Médicaments non cités dans les références


Acélylcystéine
En prévention de la néphrotoxicité des produits iodés, KDIGO suggère l'administration d'acélylcystéine par voie orale. L'acétylcystéine ne dispose
pas d'une AMM dans cette indication et n'est pas recommandée dans d'autres documents. Face à une efficacité discutée, la voie veineuse qui
peut entraîner des accidents d'hypersensibilité n'est pas conseillée.
En l'absence d'indication d'AMM dans la pathologie concernée, les médicaments correspondants ne sont pas listés.

Traitements non médicamenteux cités dans les références


Épuration extrarénale
La dialyse péritonéale n'est pratiquement plus utilisée pour le traitement de l'IRA. Les deux techniques utilisées sont l'hémodialyse
intermittente et l'hémodiafiltration continue. Les méta-analyses ne mettent pas en évidence de différence nette de morbidité ou mortalité entre
hémodialyse intermittente et hémodiafiltration continue.
Elles nécessitent un abord vasculaire : de préférence pose échoguidée d'un cathéter non tunnellisé sur une veine jugulaire interne droite.
Elles nécessitent une anticoagulation du circuit : héparine ou héparine de bas poids moléculaire pour hémodialyse intermittente, citrate pour
hémodiafiltration continue.
Il est préférable d'utiliser comme tampon du dialysat ou du liquide de réinjection du bicarbonate plutot que du lactate, notamment en cas
d'instabilité hémodynamique.
On ne peut privilégier une des techniques, mais l'hémodiafiltration continue est vraisemblablement préférable en cas d'instabilité hémodynamique
ou de lésion intracérébrale associée.
L'hémofiltration diffère de l'hémodialyse par son principe physique : la convection versus la diffusion.

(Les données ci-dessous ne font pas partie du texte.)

//! Filesystem glue: wires [`crate::inode`]'s block/inode allocator into
//! `keos::fs::traits::{FileSystem, RegularFile, Directory}`.
//!
//! Grounded on `examples/casys-kaist-KeOS/fs/simple_fs/src/keos_binder.rs`
//! for the shape of the trait impls (an `ino()`-tagged wrapper type plus a
//! global table mapping inode numbers to shared in-memory state), but unlike
//! that reference the directory here is a real, growable, hierarchical
//! directory rather than a flat stub.

use crate::inode::{Allocator, DIRENT_SIZE, MemInode, decode_dirent, encode_dirent};
use alloc::{
    boxed::Box, collections::BTreeMap, string::String, string::ToString, sync::Arc, vec::Vec,
};
use keos::{
    KernelError,
    fs::{self, FileBlockNumber, InodeNumber},
    sync::{SpinLock, atomic::AtomicBool},
};

/// Shared filesystem state: the block/inode allocator plus the table of
/// currently-open in-memory inodes, keyed by inode number so that every
/// handle to the same file observes the same open-count/removed/deny-write
/// state.
pub struct FsShared {
    alloc: Allocator,
    /// Guards structural mutations: inode allocation/free and directory
    /// entry create/unlink. Mirrors the single `inode_extension_lock` of the
    /// original teaching filesystem.
    structure_lock: SpinLock<()>,
    open_inodes: SpinLock<BTreeMap<u32, Arc<MemInode>>>,
}

impl FsShared {
    fn mem_inode(self: &Arc<Self>, ino: InodeNumber) -> Arc<MemInode> {
        let mut guard = self.open_inodes.lock();
        let entry = guard
            .entry(ino.into_u32())
            .or_insert_with(|| Arc::new(MemInode::new(ino)))
            .clone();
        *entry.open_count.lock() += 1;
        guard.unlock();
        entry
    }

    fn release(self: &Arc<Self>, mem: &Arc<MemInode>) -> Result<(), KernelError> {
        let mut guard = self.open_inodes.lock();
        let mut count = mem.open_count.lock();
        *count -= 1;
        let last = *count == 0;
        count.unlock();
        if last {
            guard.remove(&mem.ino.into_u32());
        }
        guard.unlock();
        if last && mem.removed.load() {
            self.alloc.free_inode(mem.ino)?;
        }
        Ok(())
    }

    /// True if some live handle — an open file descriptor or a process's
    /// current working directory — already references `ino`.
    fn is_referenced(&self, ino: InodeNumber) -> bool {
        let guard = self.open_inodes.lock();
        let referenced = guard.contains_key(&ino.into_u32());
        guard.unlock();
        referenced
    }
}

/// Registers a freshly formatted or previously formatted filesystem as the
/// global [`keos::fs::FileSystem`], given the sector count of disk slot
/// `disk_index`.
pub fn register(disk_index: usize, total_sectors: usize, fresh: bool) -> Result<(), KernelError> {
    let cache = Arc::new(crate::block_cache::BlockCache::new(disk_index));
    let alloc = if fresh {
        Allocator::format(cache, total_sectors)?
    } else {
        Allocator::open(cache, total_sectors)?
    };
    let shared = Arc::new(FsShared {
        alloc,
        structure_lock: SpinLock::new(()),
        open_inodes: SpinLock::new(BTreeMap::new()),
    });
    fs::FileSystem::register(FileSystemImpl { shared });
    Ok(())
}

struct FileSystemImpl {
    shared: Arc<FsShared>,
}

impl fs::traits::FileSystem for FileSystemImpl {
    fn root(&self) -> Option<fs::Directory> {
        let ino = InodeNumber::new(1)?;
        let mem = self.shared.mem_inode(ino);
        Some(fs::Directory::new(DirectoryImpl {
            shared: self.shared.clone(),
            mem,
        }))
    }
}

fn open_as_file(shared: &Arc<FsShared>, ino: InodeNumber) -> Result<fs::File, KernelError> {
    let disk = shared.alloc.read_inode(ino)?;
    let mem = shared.mem_inode(ino);
    if disk.is_dir != 0 {
        Ok(fs::File::Directory(fs::Directory::new(DirectoryImpl {
            shared: shared.clone(),
            mem,
        })))
    } else {
        Ok(fs::File::RegularFile(fs::RegularFile::new(RegularFileImpl {
            shared: shared.clone(),
            mem,
        })))
    }
}

/// A handle to a regular file's inode.
struct RegularFileImpl {
    shared: Arc<FsShared>,
    mem: Arc<MemInode>,
}

impl fs::traits::RegularFile for RegularFileImpl {
    fn ino(&self) -> InodeNumber {
        self.mem.ino
    }

    fn size(&self) -> usize {
        self.shared
            .alloc
            .read_inode(self.mem.ino)
            .map(|d| d.length as usize)
            .unwrap_or(0)
    }

    fn read(&self, fba: FileBlockNumber, buf: &mut [u8; 4096]) -> Result<bool, KernelError> {
        let disk = self.shared.alloc.read_inode(self.mem.ino)?;
        if (fba.0 as u64) * 4096 >= disk.length {
            buf.fill(0);
            return Ok(false);
        }
        match self.shared.alloc.block_sector(&disk, fba)? {
            Some(sector) => {
                for i in 0..crate::inode::SECTORS_PER_BLOCK {
                    let mut s = [0u8; 512];
                    self.shared
                        .alloc_cache()
                        .read(keos::fs::Sector(sector.into_usize() + i), &mut s)?;
                    buf[i * 512..(i + 1) * 512].copy_from_slice(&s);
                }
                Ok(true)
            }
            None => {
                buf.fill(0);
                Ok(true)
            }
        }
    }

    fn write(
        &self,
        fba: FileBlockNumber,
        buf: &[u8; 4096],
        min_size: usize,
    ) -> Result<(), KernelError> {
        if self.mem.write_denied() {
            return Err(KernelError::Busy);
        }
        let _g = self.shared.structure_lock.lock();
        let mut disk = self.shared.alloc.read_inode(self.mem.ino)?;
        let sector = self.shared.alloc.ensure_block(&mut disk, fba)?;
        for i in 0..crate::inode::SECTORS_PER_BLOCK {
            let chunk: [u8; 512] = buf[i * 512..(i + 1) * 512].try_into().unwrap();
            self.shared
                .alloc_cache()
                .write(keos::fs::Sector(sector.into_usize() + i), &chunk)?;
        }
        if min_size as u64 > disk.length {
            disk.length = min_size as u64;
        }
        self.shared.alloc.write_inode(self.mem.ino, disk)?;
        _g.unlock();
        Ok(())
    }

    fn writeback(&self) -> Result<(), KernelError> {
        self.shared.alloc_cache().flush_all()
    }

    fn deny_write(&self) {
        self.mem.deny_write();
    }

    fn allow_write(&self) {
        self.mem.allow_write();
    }
}

impl Drop for RegularFileImpl {
    fn drop(&mut self) {
        let _ = self.shared.release(&self.mem);
    }
}

/// A handle to a directory's inode.
struct DirectoryImpl {
    shared: Arc<FsShared>,
    mem: Arc<MemInode>,
}

impl DirectoryImpl {
    fn as_regular(&self) -> RegularFileImpl {
        // Directory contents are read/written through the same block-level
        // machinery as regular files; borrow it without going through the
        // open-count bookkeeping (the directory handle itself already owns a
        // reference via `self.mem`).
        *self.mem.open_count.lock() += 1;
        RegularFileImpl {
            shared: self.shared.clone(),
            mem: self.mem.clone(),
        }
    }

    fn read_entries(&self) -> Result<Vec<(usize, InodeNumber, String)>, KernelError> {
        let disk = self.shared.alloc.read_inode(self.mem.ino)?;
        let n = (disk.length as usize) / DIRENT_SIZE;
        let file = self.as_regular();
        let mut out = Vec::new();
        for i in 0..n {
            let mut block = Box::new([0u8; 4096]);
            let fba = FileBlockNumber((i * DIRENT_SIZE) / 4096);
            file.read(fba, &mut block)?;
            let off = (i * DIRENT_SIZE) % 4096;
            if let Some((ino, name)) = decode_dirent(&block[off..off + DIRENT_SIZE]) {
                out.push((i, ino, String::from_utf8_lossy(&name).to_string()));
            }
        }
        Ok(out)
    }
}

impl fs::traits::Directory for DirectoryImpl {
    fn ino(&self) -> InodeNumber {
        self.mem.ino
    }

    fn size(&self) -> usize {
        self.shared
            .alloc
            .read_inode(self.mem.ino)
            .map(|d| d.length as usize)
            .unwrap_or(0)
    }

    fn link_count(&self) -> usize {
        self.shared
            .alloc
            .read_inode(self.mem.ino)
            .map(|d| d.link_count as usize)
            .unwrap_or(0)
    }

    fn open_entry(&self, entry: &str) -> Result<fs::File, KernelError> {
        if entry == "." {
            return open_as_file(&self.shared, self.mem.ino);
        }
        for (_, ino, name) in self.read_entries()? {
            if name == entry {
                return open_as_file(&self.shared, ino);
            }
        }
        Err(KernelError::NoSuchEntry)
    }

    fn create_entry(&self, entry: &str, is_dir: bool) -> Result<fs::File, KernelError> {
        if entry.len() > crate::inode::DIRENT_NAME_LEN {
            return Err(KernelError::NameTooLong);
        }
        let _g = self.shared.structure_lock.lock();
        if self.read_entries()?.iter().any(|(_, _, n)| n == entry) {
            _g.unlock();
            return Err(KernelError::FileExist);
        }
        let new_ino = self.shared.alloc.alloc_inode(is_dir)?;
        let record = encode_dirent(entry, new_ino);
        let append_at = self.size();
        let file = self.as_regular();
        file.write(
            FileBlockNumber(append_at / 4096),
            &pad_to_block(append_at % 4096, &record),
            append_at + DIRENT_SIZE,
        )?;
        _g.unlock();
        open_as_file(&self.shared, new_ino)
    }

    fn unlink_entry(&self, entry: &str) -> Result<(), KernelError> {
        let _g = self.shared.structure_lock.lock();
        let entries = self.read_entries()?;
        let Some((idx, ino, _)) = entries.into_iter().find(|(_, _, n)| n == entry) else {
            _g.unlock();
            return Err(KernelError::NoSuchEntry);
        };

        let target_disk = match self.shared.alloc.read_inode(ino) {
            Ok(d) => d,
            Err(e) => {
                _g.unlock();
                return Err(e);
            }
        };
        if target_disk.is_dir != 0 {
            // Refuse to remove a sub-directory that's open anywhere (which
            // includes being some process's current working directory) or
            // that still has entries of its own.
            if self.shared.is_referenced(ino) {
                _g.unlock();
                return Err(KernelError::Busy);
            }
            let target_mem = self.shared.mem_inode(ino);
            let target = DirectoryImpl {
                shared: self.shared.clone(),
                mem: target_mem.clone(),
            };
            let empty_check = target.read_entries().map(|e| e.is_empty());
            if let Err(e) = self.shared.release(&target_mem) {
                _g.unlock();
                return Err(e);
            }
            match empty_check {
                Ok(true) => {}
                Ok(false) => {
                    _g.unlock();
                    return Err(KernelError::DirectoryNotEmpty);
                }
                Err(e) => {
                    _g.unlock();
                    return Err(e);
                }
            }
        }

        let file = self.as_regular();
        let off_in_block = (idx * DIRENT_SIZE) % 4096;
        let fba = FileBlockNumber((idx * DIRENT_SIZE) / 4096);
        let mut block = Box::new([0u8; 4096]);
        file.read(fba, &mut block)?;
        block[off_in_block..off_in_block + DIRENT_SIZE].fill(0);
        file.write(fba, &block, 0)?;
        _g.unlock();

        let mem = self.shared.mem_inode(ino);
        mem.removed.store(true);
        self.shared.release(&mem)
    }

    fn read_dir(&self) -> Result<Vec<(InodeNumber, String)>, KernelError> {
        Ok(self
            .read_entries()?
            .into_iter()
            .map(|(_, ino, name)| (ino, name))
            .collect())
    }

    fn removed(&self) -> Result<&AtomicBool, KernelError> {
        Ok(&self.mem.removed)
    }
}

impl Drop for DirectoryImpl {
    fn drop(&mut self) {
        let _ = self.shared.release(&self.mem);
    }
}

fn pad_to_block(off: usize, record: &[u8; DIRENT_SIZE]) -> Box<[u8; 4096]> {
    let mut block = Box::new([0u8; 4096]);
    block[off..off + DIRENT_SIZE].copy_from_slice(record);
    block
}

impl FsShared {
    fn alloc_cache(&self) -> &crate::block_cache::BlockCache {
        self.alloc.cache()
    }
}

Elle est préférentiellement mise en œuvre à l'aide d'un système de pompe sur un circuit veino-veineux. Elle est continue contrairement à
l'hémodialyse. Sa tolérance hémodynamique semble meilleure.

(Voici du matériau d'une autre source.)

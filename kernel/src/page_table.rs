//! Four-level page table for x86_64 user address spaces.
//!
//! A [`PageTable`] owns the user half (pml4 indices below
//! [`PageTableRoot::KBASE`]) of a process's address space. The kernel half is
//! shared and copied in at construction time via
//! [`PageTableRoot::new_boxed_with_kernel_addr`].

use alloc::boxed::Box;
use core::ops::Deref;
use keos::{
    addressing::{Kva, Pa, Va},
    mm::{Page, page_table::*},
};

/// Page table indices decomposed from a page-aligned virtual address.
pub struct PtIndices {
    /// The virtual address this breakdown was derived from.
    pub va: Va,
    /// Page Map Level 4 index.
    pub pml4ei: usize,
    /// Page Directory Pointer Table index.
    pub pdptei: usize,
    /// Page Directory index.
    pub pdei: usize,
    /// Page Table index.
    pub ptei: usize,
}

impl PtIndices {
    /// Extracts the four nine-bit indices from a page-aligned virtual
    /// address.
    pub fn from_va(va: Va) -> Result<Self, PageTableMappingError> {
        let addr = va.into_usize();
        if addr & 0xFFF == 0 {
            Ok(Self {
                va,
                pml4ei: (addr >> 39) & 0x1ff,
                pdptei: (addr >> 30) & 0x1ff,
                pdei: (addr >> 21) & 0x1ff,
                ptei: (addr >> 12) & 0x1ff,
            })
        } else {
            Err(PageTableMappingError::Unaligned)
        }
    }
}

/// Converts a logical [`Permission`] into the flags used at the leaf PTE.
///
/// Intermediate levels (PML4/PDPT/PD) are always opened up with the most
/// permissive RW|US so that the actual restriction lives solely at the leaf;
/// this mirrors how the hardware ANDs attributes across levels together.
fn pte_flags(perm: Permission) -> PteFlags {
    let mut flags = PteFlags::P;
    if perm.contains(Permission::WRITE) {
        flags |= PteFlags::RW;
    }
    if perm.contains(Permission::USER) {
        flags |= PteFlags::US;
    }
    if !perm.contains(Permission::EXECUTABLE) {
        flags |= PteFlags::XD;
    }
    flags
}

/// Page table structure for the x86_64 four-level paging scheme.
pub struct PageTable(pub Box<PageTableRoot>);

impl PageTable {
    /// Creates an empty page table that can still resolve kernel addresses.
    pub fn new() -> Self {
        Self(PageTableRoot::new_boxed_with_kernel_addr())
    }

    /// Physical address of this page table's root.
    pub fn pa(&self) -> Pa {
        Kva::new(self.0.as_ref().as_ptr() as usize)
            .unwrap()
            .into_pa()
    }

    /// Maps `va` to the given page with `perm`, taking ownership of `pg`.
    pub fn map(&mut self, va: Va, pg: Page, perm: Permission) -> Result<(), PageTableMappingError> {
        let pa = pg.into_raw();
        unsafe {
            self.do_map(va, pa, perm).inspect_err(|_| {
                Page::from_pa(pa);
            })
        }
    }

    /// Maps `va` to the physical address `pa` with `perm`.
    ///
    /// # Safety
    /// The caller must ensure `pa` refers to a valid, owned physical frame.
    pub unsafe fn do_map(
        &mut self,
        va: Va,
        pa: Pa,
        perm: Permission,
    ) -> Result<(), PageTableMappingError> {
        let indices = PtIndices::from_va(va)?;
        let pml4e = &mut self.0[indices.pml4ei];
        if pml4e.pa().is_none() {
            let table = Page::new();
            pml4e.set_pa(table.into_raw())?;
            unsafe { pml4e.set_flags(Pml4eFlags::P | Pml4eFlags::RW | Pml4eFlags::US) };
        }
        let pdpe = &mut pml4e.into_pdp_mut()?[indices.pdptei];
        if pdpe.pa().is_none() {
            let table = Page::new();
            pdpe.set_pa(table.into_raw())?;
            pdpe.set_flags(PdpeFlags::P | PdpeFlags::RW | PdpeFlags::US);
        }
        let pde = &mut pdpe.into_pd_mut()?[indices.pdei];
        if pde.pa().is_none() {
            let table = Page::new();
            pde.set_pa(table.into_raw())?;
            pde.set_flags(PdeFlags::P | PdeFlags::RW | PdeFlags::US);
        }
        let pte = &mut pde.into_pt_mut()?[indices.ptei];
        if pte.flags().contains(PteFlags::P) {
            return Err(PageTableMappingError::Duplicated);
        }
        pte.set_pa(pa)?;
        unsafe {
            pte.set_flags(pte_flags(perm));
        }
        Ok(())
    }

    /// Unmaps `va`, returning the physical page it was mapped to.
    pub fn unmap(&mut self, va: Va) -> Result<Page, PageTableMappingError> {
        let mut walked = self.walk_mut(va)?;
        let stale = walked.clear().ok_or(PageTableMappingError::NotExist)?;
        Ok(stale.invalidate())
    }

    /// Walks the page table to find the page table entry for `va`.
    pub fn walk(&self, va: Va) -> Result<&Pte, PageTableMappingError> {
        let indices = PtIndices::from_va(va)?;
        let pml4e = &self.0[indices.pml4ei];
        let pdpe = &pml4e.into_pdp()?[indices.pdptei];
        let pde = &pdpe.into_pd()?[indices.pdei];
        let pte = &pde.into_pt()?[indices.ptei];
        if pte.flags().contains(PteFlags::P) {
            Ok(pte)
        } else {
            Err(PageTableMappingError::NotExist)
        }
    }

    /// Walks the page table to find a mutable handle to the entry for `va`.
    pub fn walk_mut(&mut self, va: Va) -> Result<Walked<'_>, PageTableMappingError> {
        let indices = PtIndices::from_va(va)?;
        let pml4e = &mut self.0[indices.pml4ei];
        let pdpe = &mut pml4e.into_pdp_mut()?[indices.pdptei];
        let pde = &mut pdpe.into_pd_mut()?[indices.pdei];
        let pte = &mut pde.into_pt_mut()?[indices.ptei];
        if pte.flags().contains(PteFlags::P) {
            Ok(Walked {
                addr: indices.va,
                pte,
            })
        } else {
            Err(PageTableMappingError::NotExist)
        }
    }

    /// Clears all user-half entries and frees every page (including
    /// intermediate tables) but the PML4 root itself.
    fn clear(&mut self) {
        for pml4ei in 0..PageTableRoot::KBASE {
            let pml4e = &mut self.0[pml4ei];
            let Some(pdp_pa) = pml4e.pa() else { continue };
            let pdp = unsafe {
                core::slice::from_raw_parts_mut(
                    pdp_pa.into_kva().into_usize() as *mut Pdpe,
                    512,
                )
            };
            for pdpe in pdp.iter_mut() {
                let Some(pd_pa) = pdpe.pa() else { continue };
                let pd = unsafe {
                    core::slice::from_raw_parts_mut(
                        pd_pa.into_kva().into_usize() as *mut Pde,
                        512,
                    )
                };
                for pde in pd.iter_mut() {
                    let Some(pt_pa) = pde.pa() else { continue };
                    let pt = unsafe {
                        core::slice::from_raw_parts_mut(
                            pt_pa.into_kva().into_usize() as *mut Pte,
                            512,
                        )
                    };
                    for pte in pt.iter_mut() {
                        if let Some(pa) = unsafe { pte.clear() } {
                            drop(unsafe { Page::from_pa(pa) });
                        }
                    }
                    drop(unsafe { Page::from_pa(pt_pa) });
                }
                pdpe.clear();
                drop(unsafe { Page::from_pa(pd_pa) });
            }
            pml4e.clear();
            drop(unsafe { Page::from_pa(pdp_pa) });
        }
    }
}

impl Default for PageTable {
    fn default() -> Self {
        Self::new()
    }
}

impl Drop for PageTable {
    fn drop(&mut self) {
        assert_ne!(
            get_current_pt_pa().into_usize(),
            self.pa().into_usize(),
            "dropping the active page table"
        );
        self.clear()
    }
}

/// A mutable reference to a page table entry reached by [`PageTable::walk_mut`].
pub struct Walked<'a> {
    addr: Va,
    pte: &'a mut Pte,
}

impl Walked<'_> {
    /// Clears the mapping, returning a handle that must be invalidated from
    /// the TLB before the freed page may be reused.
    pub fn clear(&mut self) -> Option<StaleTLBEntry> {
        unsafe {
            self.pte
                .clear()
                .map(|pa| StaleTLBEntry::new(self.addr, Page::from_pa(pa)))
        }
    }

    /// Installs `page` at this entry with the given flags.
    pub fn set_page(&mut self, page: Page, flags: PteFlags) -> Result<(), PageTableMappingError> {
        if self.pte.flags().contains(PteFlags::P) {
            Err(PageTableMappingError::Duplicated)
        } else {
            unsafe {
                self.pte.set_pa(page.into_raw())?.set_flags(flags);
            }
            Ok(())
        }
    }
}

impl Deref for Walked<'_> {
    type Target = Pte;

    fn deref(&self) -> &Self::Target {
        self.pte
    }
}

Le choix du site d'abord vasculaire, ainsi que celui des cathéters, la qualité de l'anticoagulation du circuit extracorporel sont essentiels.

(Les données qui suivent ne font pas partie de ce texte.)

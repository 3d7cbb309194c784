//! Exercises the file system (`kernel::fs`/`kernel::inode`/`kernel::block_cache`)
//! directly through `keos::fs`, without going through a syscall ABI.

use kernel::file_struct::{FileStruct, STDERR, STDIN, STDOUT};
use keos::syscall::flags::FileMode;

pub fn create_open_write_read() {
    let mut files = FileStruct::new();
    files.create("greeting", false).expect("create");

    let fd = files.open("greeting", FileMode::ReadWrite).expect("open");
    assert_eq!(files.write(fd, b"hello, world").unwrap(), 12);
    files.seek(fd, 0).unwrap();

    let mut buf = [0u8; 12];
    assert_eq!(files.read(fd, &mut buf).unwrap(), 12);
    assert_eq!(&buf, b"hello, world");
    assert_eq!(files.tell(fd).unwrap(), 12);
    assert_eq!(files.filesize(fd).unwrap(), 12);

    files.close(fd).unwrap();
    files.remove("greeting").unwrap();
    assert!(files.open("greeting", FileMode::Read).is_err());
}

pub fn directories() {
    let mut files = FileStruct::new();
    files.create("etc", true).expect("mkdir");
    files.chdir("etc").expect("chdir");
    files.create("os-release", false).expect("create in etc");

    let dirfd = files.open(".", FileMode::Read).expect("open cwd");
    assert!(files.isdir(dirfd).unwrap());
    let mut names = alloc::vec::Vec::new();
    while let Some(name) = files.readdir(dirfd).unwrap() {
        names.push(name);
    }
    assert!(names.iter().any(|n| n == "os-release"));
    files.close(dirfd).unwrap();
}

pub fn reopen_shares_growth() {
    let mut files = FileStruct::new();
    files.create("shared", false).unwrap();
    let a = files.open("shared", FileMode::Write).unwrap();
    let b = files.open("shared", FileMode::Read).unwrap();

    files.write(a, b"0123456789").unwrap();
    let mut buf = [0u8; 10];
    assert_eq!(files.read(b, &mut buf).unwrap(), 10);
    assert_eq!(&buf, b"0123456789");

    files.close(a).unwrap();
    files.close(b).unwrap();
}

pub fn stdio_descriptors_preinstalled() {
    let files = FileStruct::new();
    assert!(files.tell(STDIN).is_err());
    assert!(files.tell(STDOUT).is_err());
    assert!(files.tell(STDERR).is_err());
}
/// A global file system abstraction.
///
/// The `FileSystem` struct provides an interface for interacting with the file
/// system, including operations such as opening and creating files.
///
/// # Example
/// ```
/// let fs = file_system();
/// if let Some(file) = fs.open("example.txt") {
///     println!("Opened file: {}", file.name());
/// }
/// ```
pub struct FileSystem {
    _p: (),
}

static mut FS: Option<Box<dyn traits::FileSystem>> = None;

impl FileSystem {
    /// Retrieves the root directory of the filesystem.
    ///
    /// # Returns
    /// - `Directory`: A reference to the root directory.
    pub fn root() -> Directory {
        unsafe { FS.as_ref() }
            .and_then(|fs| fs.root())
            .expect("Filesystem is not available.")
    }

    /// Register the global file system.
    pub fn register(fs: impl traits::FileSystem + 'static) {
        unsafe {
            FS = Some(Box::new(fs));
        }
    }
}

/// A handle to a regular file.
///
/// This struct provides a reference-counted handle to a file that supports
/// reading and writing operations at the kernel level.
#[derive(Clone)]
pub struct RegularFile(pub Arc<dyn traits::RegularFile>);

Une surveillance hémodynamique continue et des bilans hydroélectrolytique précis sont nécessaires. La correction des troubles
hydroélectrolytiques doit être lente.

Références
« La protection rénale périopératoire (CC2004) », Société française d'anesthésie et de réanimation, mis en ligne le 13 mars 2005, modifié le 11 avril
2013.
« Acute Kidney Injury. Prevention, Detection and Management of Acute Kidney Injury up to the Point of Renal Replacement Therapy », NICE Clinical
Guideline, n° 169, août 2013.
https://www.nice.org.uk/guidance/cg169/resources/acute-kidney-injury-prevention-...
« Diagnosis, Evaluation, and Management of Acute Kidney Injury : a KDIGO Summary », Kellum J.A. et al., Critical Care, vol. 17, n° 204, 2013.
« Contrast-induced Acute Kidney Injury and Renal Support for Acute Kidney Injury : a KDIGO Summary (Part 2) », Lameire N. et al., Critical Care,
vol. 17, n° 205, 2013.
« KDOQI US and Canadian Society of Nephrology Commentaries on the KDIGO Clinical Practice Guideline and Editorial », American Journal of
Kidney Diseases, 2013, n° 61, pp. 649-688.